1. Introduction
In the paper, the authors try to show that the current approach of the neuroscientists to localize and modularize brain functions has no basis. This approach has been inspired from the study of body, where it is clear that it is composed of a very large number of parts, and that each part is highly specialized to perform a specific function in service of the survival and reproduction of the organism. Using the body as a model for the brain, neuroscientists guess that the brain, too, is composed of one or more functional parts, each of which is also specialized to facilitate the survival and reproduction of the organism. One by one, authors show that the techniques used by the neuroscientists are not compatible with the approach stated above. According to the authors, “… these are just prejudices, nothing more. And the underlying assumptions could very well be wrong” (Hardcastle, V and Stewart, C. M., pp. S73).
2. Localization and Single Cell Recordings
Neuroscientists study brain using single cell recordings, where they insert an electrode in or near a cell, and then record whether the activity of the cell changes when animal is stimulated in some way. If it does, then the degree of stimulus is changed and recordings are made. If it doesn’t, then the stimulus is changed or nearby cell is examined.
Authors point out that neuroscientists assume the brain to be a discrete system while making single cell recordings. Moreover, the maximum number of simultaneous recordings that they have done is around 150, which is very less compared the number of neurons in various brain areas. Based on the activity of the neurons, they try to make connections between cognitive tasks and the brain areas, which are also restricted by the fact that there are many different types of neurons, with different response properties and different interconnections with other cells.
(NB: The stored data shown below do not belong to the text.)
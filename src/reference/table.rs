use itertools::Itertools;
use lazy_static::lazy_static;
use serde::Serialize;
use crate::constants::{RawDecade, ACSM_FEMALE, ACSM_MALE};
use crate::error::{Error, Result};
use crate::models::{DecadeEntry, Sex};

lazy_static! {
    pub static ref ACSM_TABLE: ReferenceTable = ReferenceTable::acsm();
}

/// How a decade was chosen for an age.
#[derive(Debug, Clone, Copy, PartialEq, Eq)]
pub enum DecadeMatch {
    /// The decade's age range contains the age.
    Exact,
    /// No decade contains the age; the lowest decade was substituted.
    Fallback,
}

/// Normative bands keyed by sex, then by age decade. Immutable once built.
#[derive(Debug, Clone, Serialize)]
pub struct ReferenceTable {
    male: Vec<DecadeEntry>,
    female: Vec<DecadeEntry>,
}

impl ReferenceTable {
    /// Build a table, rejecting any that breaks the ordering invariants.
    pub fn new(male: Vec<DecadeEntry>, female: Vec<DecadeEntry>) -> Result<Self> {
        let table = Self { male, female };
        table.validate()?;
        Ok(table)
    }

    pub fn acsm() -> Self {
        Self {
            male: Self::from_raw(&ACSM_MALE),
            female: Self::from_raw(&ACSM_FEMALE),
        }
    }

    fn from_raw(raw: &[RawDecade]) -> Vec<DecadeEntry> {
        raw.iter()
            .map(|(low, high, bands)| DecadeEntry {
                ages: (*low, *high),
                bands: bands.to_vec(),
            })
            .collect()
    }

    pub fn decades(&self, sex: Sex) -> &[DecadeEntry] {
        match sex {
            Sex::Male => &self.male,
            Sex::Female => &self.female,
        }
    }

    /// Decade whose inclusive range contains `age`, if any.
    pub fn find(&self, sex: Sex, age: u32) -> Option<&DecadeEntry> {
        self.decades(sex).iter().find(|decade| decade.covers(age))
    }

    /// Decade for `age`, substituting the lowest-defined decade when none
    /// contains it.
    pub fn find_or_lowest(&self, sex: Sex, age: u32) -> Result<(&DecadeEntry, DecadeMatch)> {
        if let Some(decade) = self.find(sex, age) {
            return Ok((decade, DecadeMatch::Exact));
        }

        self.decades(sex)
            .iter()
            .min_by_key(|decade| decade.ages.0)
            .map(|decade| (decade, DecadeMatch::Fallback))
            .ok_or_else(|| Error::Internal(format!("no reference decades defined for sex {}", sex)))
    }

    /// Checks that every sex has decades, that decades are ordered and do not
    /// overlap, and that each decade's bands are contiguous, increasing and
    /// end in a single open-ended band.
    pub fn validate(&self) -> Result<()> {
        for sex in [Sex::Male, Sex::Female] {
            let decades = self.decades(sex);
            if decades.is_empty() {
                return Err(Error::ReferenceTable(format!("sex {} has no decades", sex)));
            }

            for (prev, next) in decades.iter().tuple_windows() {
                if next.ages.0 <= prev.ages.1 {
                    return Err(Error::ReferenceTable(format!(
                        "sex {}: decade {}-{} overlaps or precedes {}-{}",
                        sex, next.ages.0, next.ages.1, prev.ages.0, prev.ages.1
                    )));
                }
            }

            for decade in decades {
                Self::validate_decade(sex, decade)?;
            }
        }

        Ok(())
    }

    fn validate_decade(sex: Sex, decade: &DecadeEntry) -> Result<()> {
        let (low, high) = decade.ages;
        if low > high {
            return Err(Error::ReferenceTable(format!(
                "sex {}: decade {}-{} has an inverted age range",
                sex, low, high
            )));
        }

        let Some(last) = decade.bands.last() else {
            return Err(Error::ReferenceTable(format!(
                "sex {}: decade {}-{} has no bands",
                sex, low, high
            )));
        };
        if last.upper.is_some() {
            return Err(Error::ReferenceTable(format!(
                "sex {}: decade {}-{} top band {} must be open-ended",
                sex, low, high, last.label
            )));
        }

        for (prev, next) in decade.bands.iter().tuple_windows() {
            let contiguous = prev.upper.is_some_and(|upper| upper == next.lower);
            if !contiguous || prev.lower >= next.lower || prev.label >= next.label {
                return Err(Error::ReferenceTable(format!(
                    "sex {}: decade {}-{} bands {} and {} are not contiguous and increasing",
                    sex, low, high, prev.label, next.label
                )));
            }
        }

        Ok(())
    }
}
use std::sync::Arc;
use crate::assessment::Assessor;
use crate::config::AppConfig;
use crate::models::SampleRow;
use crate::reference::ReferenceTable;

/// Read-only inputs shared by every request.
#[derive(Clone)]
pub struct AppState {
    pub table: Arc<ReferenceTable>,
    pub dataset: Arc<Vec<SampleRow>>,
    pub config: AppConfig,
}

impl AppState {
    pub fn new(table: ReferenceTable, dataset: Vec<SampleRow>, config: AppConfig) -> Self {
        Self {
            table: Arc::new(table),
            dataset: Arc::new(dataset),
            config,
        }
    }

    pub fn assessor(&self) -> Assessor<'_> {
        Assessor::new(&self.table, &self.dataset)
    }
}
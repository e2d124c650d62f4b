use std::collections::BTreeMap;
use tracing::{info, warn, error};
use crate::baseline::{containing_decade, MIN_SAMPLE_ROWS};
use crate::constants::{MAX_AGE, MIN_AGE};
use crate::error::Result;
use crate::models::{SampleRow, Sex};
use crate::reference::ReferenceTable;
use crate::validator::check_vo2max;

#[derive(Debug, Clone, PartialEq)]
pub struct RowIssue {
    pub index: usize,
    pub reason: String,
}

/// Per-group row count; groups below `MIN_SAMPLE_ROWS` will be served by a
/// fallback baseline.
#[derive(Debug, Clone, PartialEq)]
pub struct GroupCoverage {
    pub sex: Sex,
    pub decade: (u32, u32),
    pub healthy_rows: usize,
}

impl GroupCoverage {
    pub fn is_sparse(&self) -> bool {
        self.healthy_rows < MIN_SAMPLE_ROWS
    }
}

#[derive(Debug, Default)]
pub struct ValidationReport {
    pub total_rows: usize,
    pub issues: Vec<RowIssue>,
    pub coverage: Vec<GroupCoverage>,
}

impl ValidationReport {
    pub fn is_clean(&self) -> bool {
        self.issues.is_empty()
    }

    pub fn sparse_groups(&self) -> impl Iterator<Item = &GroupCoverage> {
        self.coverage.iter().filter(|group| group.is_sparse())
    }
}

/// Checks the reference table and sample dataset the service starts with.
pub struct Validator<'a> {
    table: &'a ReferenceTable,
    dataset: &'a [SampleRow],
}

impl<'a> Validator<'a> {
    pub fn new(table: &'a ReferenceTable, dataset: &'a [SampleRow]) -> Self {
        Self { table, dataset }
    }

    /// Fails only if the reference table is malformed; dataset problems are
    /// collected into the report.
    pub fn validate_all(&self) -> Result<ValidationReport> {
        self.table.validate()?;

        let mut report = ValidationReport {
            total_rows: self.dataset.len(),
            ..Default::default()
        };

        let mut groups: BTreeMap<(char, u32), usize> = BTreeMap::new();
        for (index, row) in self.dataset.iter().enumerate() {
            if let Some(reason) = Self::row_issue(row) {
                report.issues.push(RowIssue { index, reason });
                continue;
            }

            if row.is_healthy() {
                if let Some(sex) = Self::row_sex(row) {
                    *groups.entry((sex.code(), containing_decade(row.age).0)).or_default() += 1;
                }
            }
        }

        for sex in [Sex::Male, Sex::Female] {
            for decade in self.table.decades(sex) {
                // Baselines are grouped by calendar decade, so a table entry
                // such as 60-99 spans several sample groups.
                let mut start = containing_decade(decade.ages.0).0;
                while start <= decade.ages.1 {
                    report.coverage.push(GroupCoverage {
                        sex,
                        decade: (start, start + 9),
                        healthy_rows: groups.get(&(sex.code(), start)).copied().unwrap_or(0),
                    });
                    start += 10;
                }
            }
        }

        self.log_validation_results(&report);
        Ok(report)
    }

    fn row_sex(row: &SampleRow) -> Option<Sex> {
        [Sex::Male, Sex::Female].into_iter().find(|sex| sex.matches(&row.sex))
    }

    fn row_issue(row: &SampleRow) -> Option<String> {
        if Self::row_sex(row).is_none() {
            return Some(format!("unrecognised sex {:?}", row.sex));
        }
        if !(MIN_AGE..=MAX_AGE).contains(&row.age) {
            return Some(format!("age {} outside {}-{}", row.age, MIN_AGE, MAX_AGE));
        }
        if check_vo2max(row.vo2max_ml_kg_min).is_err() {
            return Some(format!("VO2max {} outside physiological range", row.vo2max_ml_kg_min));
        }
        None
    }

    fn log_validation_results(&self, report: &ValidationReport) {
        for issue in &report.issues {
            error!("Dataset row {} rejected: {}", issue.index, issue.reason);
        }

        for group in report.sparse_groups() {
            warn!(
                "Sparse sample for sex {} ages {}-{}: {} healthy rows, baseline will fall back to reference bands",
                group.sex, group.decade.0, group.decade.1, group.healthy_rows
            );
        }

        info!(
            "Validated {} dataset rows: {} rejected, {} of {} groups covered by samples",
            report.total_rows,
            report.issues.len(),
            report.coverage.iter().filter(|group| !group.is_sparse()).count(),
            report.coverage.len()
        );
    }
}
3. Lesion Studies and the Assumption of Brain Constancy
By using the data from single cell recordings, neuroscientists estimate the behavior of certain brain areas and then they try to disrupt the hypothesized functions by placing lesions in otherwise normal animals.
These methods have serious technical difficulties. “By lesions studies are notorious for highly variable functional damage… A genuine replication of a lesion study in neurosciences is a practical impossibility” (Hardcastle, V and Stewart, C. M., pp. S76). Moreover, it is well known that any functional change in the nervous system leads to compensatory changes elsewhere. So the changes seen after the lesion is placed might be due to these compensatory changes.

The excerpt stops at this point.